On Tue, May 24, 2022 at 11:40:49PM +0200, Jeanette C. wrote:
[...]
Consider this: An application with a toggle button (on/off), some load from
file button and a class holding one bvoolean value connect to the on/off
button. The class could look like this:
class Data
{
public:
Data(bool value): its_value(value) {}
~Data() {}
void set(bool value) { its_value = value; }
bool get() const { return its_value; }
private:
bool its_value;
};
The button is connected to a Data object, via a signal, so its set(bool)
function is called.
The load function will load a value from a file.
How would you normally reflect that on GUI? What's the method to not
only set the Data object value, but also the corresponding button state?
What's the current practise to make this two-way connection? Combine
both button and object in a wrapper? Have some other kind of signal?

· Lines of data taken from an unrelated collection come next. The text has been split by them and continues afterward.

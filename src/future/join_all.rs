use std::fmt;
use std::future::Future;
use std::mem;
use std::pin::Pin;
use std::task::{Context, Poll};

/// Waits for a collection of fallible futures, preserving input order.
///
/// All futures are driven concurrently; the output vector holds each
/// future's success value at the index the future occupied in the input.
/// The first error settles the whole join with that error, and the
/// still-pending siblings are dropped. Work they delegated elsewhere keeps
/// running, with its results discarded.
///
/// # Examples
///
/// ```
/// use futures_flow::future::try_join_all;
///
/// fn main() {
///     async_io::block_on(async {
///         let futures = (1..=3).map(|n| async move { Ok::<u32, &str>(n) });
///         assert_eq!(try_join_all(futures).await, Ok(vec![1, 2, 3]));
///     })
/// }
/// ```
pub fn try_join_all<I, F, T, E>(futures: I) -> TryJoinAll<F, T>
where
    I: IntoIterator<Item = F>,
    F: Future<Output = Result<T, E>>,
{
    TryJoinAll {
        slots: futures
            .into_iter()
            .map(|future| Slot::Running(Box::pin(future)))
            .collect(),
        completed: false,
    }
}

enum Slot<F, T> {
    Running(Pin<Box<F>>),
    Done(T),
}

/// A future for the [`try_join_all`] function. See its documentation for
/// more.
#[must_use = "futures do nothing unless polled or .awaited"]
pub struct TryJoinAll<F, T> {
    slots: Vec<Slot<F, T>>,
    completed: bool,
}

// The inner futures are boxed and a completed value is only ever moved out
// by value, so `TryJoinAll` itself never needs to be pinned.
impl<F, T> Unpin for TryJoinAll<F, T> {}

impl<F, T> fmt::Debug for TryJoinAll<F, T> {
    fn fmt(&self, f: &mut fmt::Formatter<'_>) -> fmt::Result {
        f.debug_struct("TryJoinAll")
            .field("len", &self.slots.len())
            .finish_non_exhaustive()
    }
}

impl<F, T, E> Future for TryJoinAll<F, T>
where
    F: Future<Output = Result<T, E>>,
{
    type Output = Result<Vec<T>, E>;

    fn poll(self: Pin<&mut Self>, cx: &mut Context<'_>) -> Poll<Self::Output> {
        let this = self.get_mut();

        assert!(!this.completed, "future polled after completing");

        let mut remaining = 0;
        for slot in this.slots.iter_mut() {
            if let Slot::Running(future) = slot {
                match future.as_mut().poll(cx) {
                    Poll::Ready(Ok(value)) => *slot = Slot::Done(value),
                    Poll::Ready(Err(error)) => {
                        this.completed = true;
                        return Poll::Ready(Err(error));
                    }
                    Poll::Pending => remaining += 1,
                }
            }
        }

        if remaining > 0 {
            return Poll::Pending;
        }

        this.completed = true;
        let results = mem::take(&mut this.slots)
            .into_iter()
            .map(|slot| match slot {
                Slot::Done(value) => value,
                Slot::Running(_) => unreachable!("every slot has resolved"),
            })
            .collect();
        Poll::Ready(Ok(results))
    }
}
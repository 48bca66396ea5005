use std::future::Future;
use std::pin::Pin;
use std::task::{Context, Poll};

use async_io::Timer;
use pin_project_lite::pin_project;

use crate::time::{Duration, Instant};

/// Sleeps for the specified amount of time.
///
/// The returned future resolves with the instant at which the timer fired,
/// never errors, and registers exactly one timer with the reactor. Dropping
/// the future before it completes deregisters the timer.
///
/// # Examples
///
/// ```
/// use futures_flow::task::sleep;
/// use futures_flow::time::{Duration, Instant};
///
/// fn main() {
///     async_io::block_on(async {
///         let now = Instant::now();
///         sleep(Duration::from_millis(100)).await;
///         assert!(now.elapsed() >= *Duration::from_millis(100));
///     })
/// }
/// ```
pub fn sleep(dur: Duration) -> Sleep {
    Sleep {
        timer: Timer::after(dur.into()),
        completed: false,
    }
}

pin_project! {
    /// Sleeps for the specified amount of time.
    ///
    /// This `struct` is created by the [`sleep`] function. See its
    /// documentation for more.
    #[derive(Debug)]
    #[must_use = "futures do nothing unless polled or .awaited"]
    pub struct Sleep {
        #[pin]
        timer: Timer,
        completed: bool,
    }
}

impl Future for Sleep {
    type Output = Instant;

    fn poll(self: Pin<&mut Self>, cx: &mut Context<'_>) -> Poll<Self::Output> {
        assert!(!self.completed, "future polled after completing");
        let this = self.project();
        match this.timer.poll(cx) {
            Poll::Ready(instant) => {
                *this.completed = true;
                Poll::Ready(instant.into())
            }
            Poll::Pending => Poll::Pending,
        }
    }
}
use futures_flow::prelude::*;
use futures_flow::task::sleep;
use futures_flow::time::{Duration, Instant};

#[test]
fn resolution_waits_for_the_deadline() {
    async_io::block_on(async {
        let start = Instant::now();
        let delay = Duration::from_millis(30);
        let value = async { "meow" }.delay(delay).await;
        assert_eq!(value, "meow");
        assert!(start.elapsed() >= *delay);
    })
}

#[test]
fn any_future_works_as_a_deadline() {
    async_io::block_on(async {
        let start = Instant::now();
        let value = async { 7 }.delay(sleep(Duration::from_millis(20))).await;
        assert_eq!(value, 7);
        assert!(start.elapsed() >= *Duration::from_millis(20));
    })
}
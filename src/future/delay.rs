use std::future::Future;
use std::pin::Pin;
use std::task::{Context, Poll};

use futures_core::ready;
use pin_project_lite::pin_project;

pin_project! {
    /// A future held back until a deadline has passed.
    ///
    /// The wrapped future is left untouched while the deadline is pending;
    /// its first poll happens after the deadline resolves, so side effects
    /// of its body start late as well.
    ///
    /// This `struct` is created by the [`delay`] method on [`FutureExt`]. See its
    /// documentation for more.
    ///
    /// [`delay`]: crate::future::FutureExt::delay
    /// [`FutureExt`]: crate::future::FutureExt
    #[derive(Debug)]
    #[must_use = "futures do nothing unless polled or .awaited"]
    pub struct Delay<F, D> {
        #[pin]
        future: F,
        #[pin]
        deadline: D,
        elapsed: bool,
        completed: bool,
    }
}

impl<F, D> Delay<F, D> {
    pub(super) fn new(future: F, deadline: D) -> Self {
        Self {
            future,
            deadline,
            elapsed: false,
            completed: false,
        }
    }
}

impl<F: Future, D: Future> Future for Delay<F, D> {
    type Output = F::Output;

    fn poll(self: Pin<&mut Self>, cx: &mut Context<'_>) -> Poll<Self::Output> {
        let this = self.project();

        assert!(!*this.completed, "future polled after completing");

        if !*this.elapsed {
            ready!(this.deadline.poll(cx));
            *this.elapsed = true;
        }

        // The deadline has passed; from here on this is a transparent
        // wrapper around the future.
        match this.future.poll(cx) {
            Poll::Ready(value) => {
                *this.completed = true;
                Poll::Ready(value)
            }
            Poll::Pending => Poll::Pending,
        }
    }
}
use std::fmt;
use std::future::Future;
use std::pin::Pin;
use std::task::{Context, Poll};

use async_channel::{bounded, Receiver, Sender};
use futures_core::Stream;
use pin_project_lite::pin_project;

/// Creates a future whose outcome is supplied from the outside.
///
/// Returns the future together with a [`Resolver`] that settles it. The
/// resolver can be cloned and carried anywhere; only the first call to
/// [`resolve`] or [`reject`] across all clones is honored. If every resolver
/// is dropped without settling, the future stays pending forever, like a
/// promise whose executor never runs.
///
/// [`resolve`]: Resolver::resolve
/// [`reject`]: Resolver::reject
///
/// # Examples
///
/// ```
/// use futures_flow::future::deferred;
///
/// fn main() {
///     async_io::block_on(async {
///         let (fut, resolver) = deferred::<u32, &str>();
///         resolver.resolve(42);
///         assert_eq!(fut.await, Ok(42));
///     })
/// }
/// ```
pub fn deferred<T, E>() -> (Deferred<T, E>, Resolver<T, E>) {
    // Capacity one makes "first settlement wins" structural: a second send
    // either finds the channel full or lands after the receiver has stopped
    // listening, and is discarded either way.
    let (sender, receiver) = bounded(1);
    (
        Deferred {
            outcome: receiver,
            completed: false,
        },
        Resolver { outcome: sender },
    )
}

pin_project! {
    /// A future settled from the outside through a [`Resolver`].
    ///
    /// This `struct` is created by the [`deferred`] function. See its
    /// documentation for more.
    #[must_use = "futures do nothing unless polled or .awaited"]
    pub struct Deferred<T, E> {
        #[pin]
        outcome: Receiver<Result<T, E>>,
        completed: bool,
    }
}

impl<T, E> fmt::Debug for Deferred<T, E> {
    fn fmt(&self, f: &mut fmt::Formatter<'_>) -> fmt::Result {
        f.debug_struct("Deferred").finish_non_exhaustive()
    }
}

impl<T, E> Future for Deferred<T, E> {
    type Output = Result<T, E>;

    fn poll(self: Pin<&mut Self>, cx: &mut Context<'_>) -> Poll<Self::Output> {
        let this = self.project();

        assert!(!*this.completed, "future polled after completing");

        match this.outcome.poll_next(cx) {
            Poll::Ready(Some(result)) => {
                *this.completed = true;
                Poll::Ready(result)
            }
            // Every resolver dropped without settling: nothing is left that
            // could complete this future.
            Poll::Ready(None) | Poll::Pending => Poll::Pending,
        }
    }
}

/// Settles a [`Deferred`] future.
///
/// This `struct` is created by the [`deferred`] function. See its
/// documentation for more.
pub struct Resolver<T, E> {
    outcome: Sender<Result<T, E>>,
}

impl<T, E> Resolver<T, E> {
    /// Fulfill the paired [`Deferred`] with `value`.
    ///
    /// A no-op if the future has already been settled.
    pub fn resolve(self, value: T) {
        let _ = self.outcome.try_send(Ok(value));
    }

    /// Reject the paired [`Deferred`] with `error`.
    ///
    /// A no-op if the future has already been settled.
    pub fn reject(self, error: E) {
        let _ = self.outcome.try_send(Err(error));
    }
}

impl<T, E> Clone for Resolver<T, E> {
    fn clone(&self) -> Self {
        Self {
            outcome: self.outcome.clone(),
        }
    }
}

impl<T, E> fmt::Debug for Resolver<T, E> {
    fn fmt(&self, f: &mut fmt::Formatter<'_>) -> fmt::Result {
        f.debug_struct("Resolver").finish_non_exhaustive()
    }
}
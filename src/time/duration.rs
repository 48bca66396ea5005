use crate::task::{sleep, Sleep};

use super::Instant;

use std::future::IntoFuture;
use std::ops::{Add, AddAssign, Sub, SubAssign};

/// A span of time, typically used for timeouts and delays.
///
/// This type wraps `std::time::Duration` so we can implement traits on it
/// without coherence issues, just like if we were implementing this in the
/// stdlib. Notably a `Duration` implements [`IntoFuture`], resolving into a
/// [`Sleep`]: anywhere a combinator wants a deadline, a plain duration
/// will do.
#[derive(Debug, Default, PartialEq, PartialOrd, Ord, Eq, Hash, Clone, Copy)]
pub struct Duration(pub(crate) std::time::Duration);

impl Duration {
    /// Creates a new `Duration` from the specified number of whole seconds and
    /// additional nanoseconds.
    #[must_use]
    pub fn new(secs: u64, nanos: u32) -> Self {
        std::time::Duration::new(secs, nanos).into()
    }

    /// Creates a new `Duration` from the specified number of whole seconds.
    #[must_use]
    pub fn from_secs(secs: u64) -> Self {
        std::time::Duration::from_secs(secs).into()
    }

    /// Creates a new `Duration` from the specified number of milliseconds.
    #[must_use]
    pub fn from_millis(millis: u64) -> Self {
        std::time::Duration::from_millis(millis).into()
    }

    /// Creates a new `Duration` from the specified number of microseconds.
    #[must_use]
    pub fn from_micros(micros: u64) -> Self {
        std::time::Duration::from_micros(micros).into()
    }

    /// Creates a new `Duration` from the specified number of nanoseconds.
    #[must_use]
    pub fn from_nanos(nanos: u64) -> Self {
        std::time::Duration::from_nanos(nanos).into()
    }
}

impl Add for Duration {
    type Output = Self;

    fn add(self, rhs: Self) -> Self::Output {
        (self.0 + rhs.0).into()
    }
}

impl AddAssign for Duration {
    fn add_assign(&mut self, rhs: Self) {
        *self = (self.0 + rhs.0).into()
    }
}

impl Sub for Duration {
    type Output = Self;

    fn sub(self, rhs: Self) -> Self::Output {
        (self.0 - rhs.0).into()
    }
}

impl SubAssign for Duration {
    fn sub_assign(&mut self, rhs: Self) {
        *self = (self.0 - rhs.0).into()
    }
}

impl std::ops::Deref for Duration {
    type Target = std::time::Duration;

    fn deref(&self) -> &Self::Target {
        &self.0
    }
}

impl std::ops::DerefMut for Duration {
    fn deref_mut(&mut self) -> &mut Self::Target {
        &mut self.0
    }
}

impl From<std::time::Duration> for Duration {
    fn from(inner: std::time::Duration) -> Self {
        Self(inner)
    }
}

impl From<Duration> for std::time::Duration {
    fn from(duration: Duration) -> Self {
        duration.0
    }
}

impl IntoFuture for Duration {
    type Output = Instant;

    type IntoFuture = Sleep;

    fn into_future(self) -> Self::IntoFuture {
        sleep(self)
    }
}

Simple change button state in every place the Data object is changed?
As stated above: even an old resource or documentation for a limited UI
library will do, as long as the method shines through with little
overhead and without anything like QML or a UI builder.
Hi
For Gtk, perhaps this answer to a similar question might be helpful:
https://discourse.gnome.org/t/declarative-state-driven-views-for-gtk/9966
The recommendation is to use GObject.bind_property().
https://docs.gtk.org/gobject/method.Object.bind_property.html
This can provide one or two way binding between data and UI objects
as long as they both inherit from GObject.